This list is an attempt to satisfy a long-standing urge to put together a list of astronomical eponyms. I did a core dump of everything I could think of, and Tom Matheson, who wandered into my office at some point, helped out. After I posted this on the Facebook Astronomers' page, many, many people pitched in, and the list was greatly augmented. At the risk of offending all of those who contributed, some of the more prolific contributions came from Howard Bond, Nick Suntzeff, Abi Saha, Michael Strauss, Bryan Gaensler, and Lori Allen.
I welcome contributions to this list, especially if you have better
explanatory links than what I have below. I've made a few rules as to what to accept:
Tod R. Lauer (NOAO)
- This is about astronomy and astrophysics. These fields have tremendous overlap with physics, mathematics, and optics, so drawing a sharp line as to where to stop is going to be fuzzy, arbitrary, and probably inconsistent. My intent is to include things that are largely of interest in the domain of astrophysics, but less so to other disciplines. This might be narrow, but I didn't want to random walk into including all of physics and mathematics. This, of course, is likely to result in outcomes that will be less satisfying to others, but there you have it.
- I wanted to keep the list tied directly to important research contributions that are honored by direct use of the authors' names. This avoids putting asteroids, craters, facilities, etc. named after astronomers on the list, which are often handed out as honors, but do not directly reference a specific scientific work. The Hubble Space Telescope is not on the list, for example. Comet names are an interesting case. Since they are direcly and formally
named after the discoverer, I really don't consider them to be proper eponyms
that emerged from common usage. The obvious exception is Halley's Comet, which
is on the list. This was never a formal designation, but arose from usage:
"Hey, there's that comet that Halley was going on about."
Likewise, I wanted to sidestep observatories and programs named after benefactors. Again, you might prefer different choices (I did my PhD at Lick, for example, but do not have the "Lick indices" on the list, even though they were created by my advisor and close friend, Sandra Faber).
- One subtlety concerns the use of catalogues. I did not want to simply reference someone who made a catalogue, and I certainly didn't want to overwhelm the list with actual catalogued objects, like Abell 1656, Wolf 359, Arp 220, and so on. But at the same time, many catalogues define a novel class of objects that becomes important in its own right, and which is refereed to by an unambiguous eponym. So, while I would not list Abell 1656, people do refer generically to "Abell Clusters," or "Arp objects," as shorthand for a particular type of galaxy cluster or peculiar galaxy that is understood to those in the conversation.

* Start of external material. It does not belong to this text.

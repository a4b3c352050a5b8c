//! Directive-level test suites
//!
//! One module per concern: the render decision tables for every directive
//! family, and end-to-end rendering through a real Tera instance.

- In many cases, there is more than one form of an eponym. Is it the
"Titus-Bode law," or just "Bode's law?" I favored the latter, as this is
how I learned it, and is usually how I hear it being used. I will
entertain corrections to this, and at some point may list alternatives.

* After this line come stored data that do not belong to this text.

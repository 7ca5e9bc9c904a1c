//! Automatic-degree Gauss-Legendre quadrature with rigorous error bounds.
//!
//! This is the "high-order rule" consumed by the adaptive driver: given a
//! subinterval and a tolerance, it either produces a tight enclosure of the
//! integral within a degree budget, or *declines*. Declining is a normal
//! negative result (the driver falls back to bisection), never an error.
//!
//! # Method
//!
//! For `f` analytic and bounded by `M` on the Bernstein ellipse `E_ρ` of the
//! interval, the `n`-point Gauss-Legendre error satisfies (via the Chebyshev
//! coefficient bound `|a_k| ≤ 2Mρ^{-k}` and exactness up to degree `2n-1`)
//!
//! ```text
//! |I − GL_n| ≤ 8·M · Σ_{k ≥ 2n} ρ^{-k} = 16·M·ρ^{-2n}   for ρ = 2,
//! ```
//!
//! i.e. `M · 2^(4-2n)` on `[-1, 1]`, scaled by `|δ| = |b-a|/2` after mapping.
//! `M` comes from one evaluation of `f` on a ball covering the ellipse, with
//! `order = 1` so the integrand vouches for its own analyticity. With the
//! ellipse parameter fixed, one bound evaluation serves every candidate
//! degree; the smallest tabulated degree meeting the tolerance is used.
//!
//! Nodes and weights are *verified*: an f64 Newton guess is certified by a
//! ball sign-change check, sharpened by interval Newton steps at working
//! precision, and the weights are evaluated from the enclosed nodes. Any
//! verification failure turns into a decline.

use certus_ball::{ComplexBall, Float, Magnitude, RealBall};
use rustc_hash::FxHashMap;
use thiserror::Error;

use crate::integrand::Integrand;

/// Candidate degrees, roughly geometric. The automatic selection takes the
/// smallest entry whose error bound meets the tolerance.
const DEGREE_STEPS: &[usize] = &[
    4, 6, 8, 12, 16, 24, 32, 48, 64, 96, 128, 192, 256, 384, 512, 768, 1024,
];

/// Why an automatic-degree attempt produced no enclosure.
#[derive(Clone, Debug, Error, PartialEq, Eq)]
pub enum Decline {
    /// The integrand reported a non-finite (or non-analytic) value on the
    /// evaluation ellipse.
    #[error("integrand is not analytic or not bounded on the evaluation ellipse")]
    NonFiniteBound,
    /// No tabulated degree within the budget meets the tolerance.
    #[error("no admissible degree within limit {0}")]
    DegreeLimit(i64),
    /// Node enclosures could not be verified at this precision.
    #[error("quadrature nodes could not be verified")]
    UnverifiedNodes,
}

/// Verified nodes and weights for one degree.
struct GlNodes {
    prec: usize,
    nodes: Vec<RealBall>,
    weights: Vec<RealBall>,
}

/// Per-call cache of verified rules, keyed by degree.
///
/// Owned by a single integration call (nothing outlives the call); a rule is
/// recomputed only if a higher precision is requested later.
#[derive(Default)]
pub struct NodeCache {
    rules: FxHashMap<usize, GlNodes>,
}

impl NodeCache {
    /// An empty cache.
    #[must_use]
    pub fn new() -> Self {
        NodeCache {
            rules: FxHashMap::default(),
        }
    }

    fn get(&mut self, n: usize, prec: usize) -> Option<&GlNodes> {
        let stale = match self.rules.get(&n) {
            Some(rule) => rule.prec < prec,
            None => true,
        };
        if stale {
            let rule = legendre_rule(n, prec)?;
            self.rules.insert(n, rule);
        }
        self.rules.get(&n)
    }
}

/// Attempts a tight enclosure of `∫ₐᵇ f` within the degree budget.
///
/// On success returns the enclosure and the number of integrand evaluations
/// spent (nodes plus the ellipse bound). On decline the caller should
/// bisect; per the driver's accounting contract a decline costs nothing.
pub fn gl_auto_degree<F: Integrand>(
    f: &mut F,
    a: &ComplexBall,
    b: &ComplexBall,
    tol: &Magnitude,
    deg_limit: i64,
    cache: &mut NodeCache,
    prec: usize,
) -> Result<(ComplexBall, i64), Decline> {
    if deg_limit < DEGREE_STEPS[0] as i64 {
        return Err(Decline::DegreeLimit(deg_limit));
    }

    let delta = b.sub(a, prec).mul_2exp(-1);
    let mid = a.add(b, prec).mul_2exp(-1);
    let delta_mag = delta.mag_upper();

    // One ball covering the ρ = 2 Bernstein ellipse: mid ± (5/4)|δ| in both
    // parts (the ellipse has semi-axes 5/4 and 3/4).
    let ell = &Magnitude::from_u64_upper(5).mul_2exp(-2) * &delta_mag;
    let mut wide = mid.clone();
    wide.add_error(&ell, &ell);
    let m = f.evaluate(&wide, 1, prec).mag_upper();
    if !m.is_finite() {
        return Err(Decline::NonFiniteBound);
    }

    // Smallest degree with M·|δ|·2^(4-2n) ≤ tol.
    let m_delta = &m * &delta_mag;
    let mut chosen = None;
    for &n in DEGREE_STEPS {
        if n as i64 > deg_limit {
            break;
        }
        let trunc = m_delta.mul_2exp(4 - 2 * n as i64);
        if trunc <= *tol {
            chosen = Some((n, trunc));
            break;
        }
    }
    let Some((n, trunc)) = chosen else {
        return Err(Decline::DegreeLimit(deg_limit));
    };

    let rule = cache.get(n, prec).ok_or(Decline::UnverifiedNodes)?;

    let mut sum = ComplexBall::zero();
    for i in 0..n {
        let x = ComplexBall::from_real(rule.nodes[i].clone());
        let z = mid.add(&delta.mul(&x, prec), prec);
        let y = f.evaluate(&z, 0, prec);
        let w = ComplexBall::from_real(rule.weights[i].clone());
        sum = sum.add(&y.mul(&w, prec), prec);
    }
    let mut res = sum.mul(&delta, prec);
    res.add_error(&trunc, &trunc);
    Ok((res, n as i64 + 1))
}

/// Computes a fully verified rule of degree `n`, or `None` if verification
/// fails at this precision.
fn legendre_rule(n: usize, prec: usize) -> Option<GlNodes> {
    let wp = prec + 32;
    let mut nodes = Vec::with_capacity(n);
    let mut weights = Vec::with_capacity(n);
    for i in 0..n {
        let guess = newton_f64(n, i);
        let node = verified_root(n, guess, prec, wp)?;
        let weight = gl_weight(n, &node, wp)?;
        nodes.push(node);
        weights.push(weight);
    }
    Some(GlNodes { prec, nodes, weights })
}

/// `P_n(x)` and `P_n'(x)` in f64, by the three-term recurrence.
fn legendre_f64(n: usize, x: f64) -> (f64, f64) {
    let mut p0 = 1.0;
    let mut p1 = x;
    for k in 1..n {
        let p2 = ((2 * k + 1) as f64 * x * p1 - k as f64 * p0) / (k + 1) as f64;
        p0 = p1;
        p1 = p2;
    }
    let dp = n as f64 * (x * p1 - p0) / (x * x - 1.0);
    (p1, dp)
}

/// f64 Newton iteration from the standard asymptotic initial guess; gives
/// the `i`-th root (in descending order) to near machine precision.
fn newton_f64(n: usize, i: usize) -> f64 {
    let mut x = (std::f64::consts::PI * (4 * i + 3) as f64 / (4 * n + 2) as f64).cos();
    for _ in 0..20 {
        let (p, dp) = legendre_f64(n, x);
        if dp != 0.0 {
            x -= p / dp;
        }
    }
    x
}

/// `P_n(x)` and `P_n'(x)` in ball arithmetic.
fn legendre_ball(n: usize, x: &RealBall, wp: usize) -> (RealBall, RealBall) {
    let mut p0 = RealBall::one();
    let mut p1 = x.clone();
    for k in 1..n {
        let k = k as i64;
        let t = x
            .mul(&p1, wp)
            .mul_i64(2 * k + 1, wp)
            .sub(&p0.mul_i64(k, wp), wp)
            .div_i64(k + 1, wp);
        p0 = p1;
        p1 = t;
    }
    // P_n' = n (x P_n − P_{n−1}) / (x² − 1); the denominator is certainly
    // nonzero for the interior enclosures this is called on.
    let num = x.mul(&p1, wp).sub(&p0, wp).mul_i64(n as i64, wp);
    let den = x.mul(x, wp).sub(&RealBall::one(), wp);
    let dp = num.div(&den, wp);
    (p1, dp)
}

/// Certifies the root near `guess` and refines it below `2^-(prec+4)`.
///
/// Containment proof: `P_n` changes sign across `[guess − 2^-30,
/// guess + 2^-30]` (Legendre roots are separated by far more than `2^-29`,
/// so the bracket holds exactly one root). Interval Newton then contracts
/// the enclosure without ever losing the root.
fn verified_root(n: usize, guess: f64, prec: usize, wp: usize) -> Option<RealBall> {
    let xf = Float::from_f64(guess);
    let r0 = Float::one().mul_2exp(-30);

    let p_lo = legendre_ball(n, &RealBall::from_float(&xf - &r0), wp).0;
    let p_hi = legendre_ball(n, &RealBall::from_float(&xf + &r0), wp).0;
    let (s_lo, s_hi) = (p_lo.sign_certain()?, p_hi.sign_certain()?);
    if s_lo * s_hi != -1 {
        return None;
    }

    let mut x = RealBall::new(xf, Magnitude::pow2(-30));
    let mut iters = 2usize;
    let mut reach = 30usize;
    while reach < wp {
        reach *= 2;
        iters += 1;
    }
    for _ in 0..iters {
        let m = RealBall::from_float(x.mid().clone());
        let (p_m, _) = legendre_ball(n, &m, wp);
        let (_, dp) = legendre_ball(n, &x, wp);
        if dp.contains_zero() {
            return None;
        }
        x = m.sub(&p_m.div(&dp, wp), wp);
    }

    if *x.rad() <= Magnitude::pow2(-(prec as i64 + 4)) {
        Some(x)
    } else {
        None
    }
}

/// The weight `2 / ((1 − x²)·P_n'(x)²)` for an enclosed node.
fn gl_weight(n: usize, x: &RealBall, wp: usize) -> Option<RealBall> {
    let (_, dp) = legendre_ball(n, x, wp);
    let den = RealBall::one()
        .sub(&x.mul(x, wp), wp)
        .mul(&dp.mul(&dp, wp), wp);
    let w = RealBall::from_i64(2).div(&den, wp);
    if w.is_finite() {
        Some(w)
    } else {
        None
    }
}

I have generally not listed closely related eponyms. I have, say "Lyman series,"
but not Lyman limit, continuum, and so on. At the same time, there
are often important components to this. "Roche lobe" and "Roche limit" come
from the same concept, but they are very different beasts, so both are
on the list. One thing I haven't figured out are "second generation"
eponyms. "Wolf-Rayet stars" is an obvious eponym, but what about
"Wolf-Rayet galaxy?" This latter designation is not about a class of
systems described by Wolf or Rayet, but instead is about galaxies full
of WR stars.
- I have checked all suggestions not known to me on Google. This quickly shows if the nominal eponym is used in research work, and often identifies a more preferred form of the particular eponym.
- I reserve the right to be arbitrary and inconsistent with your input, but you are always welcome to twist my arm!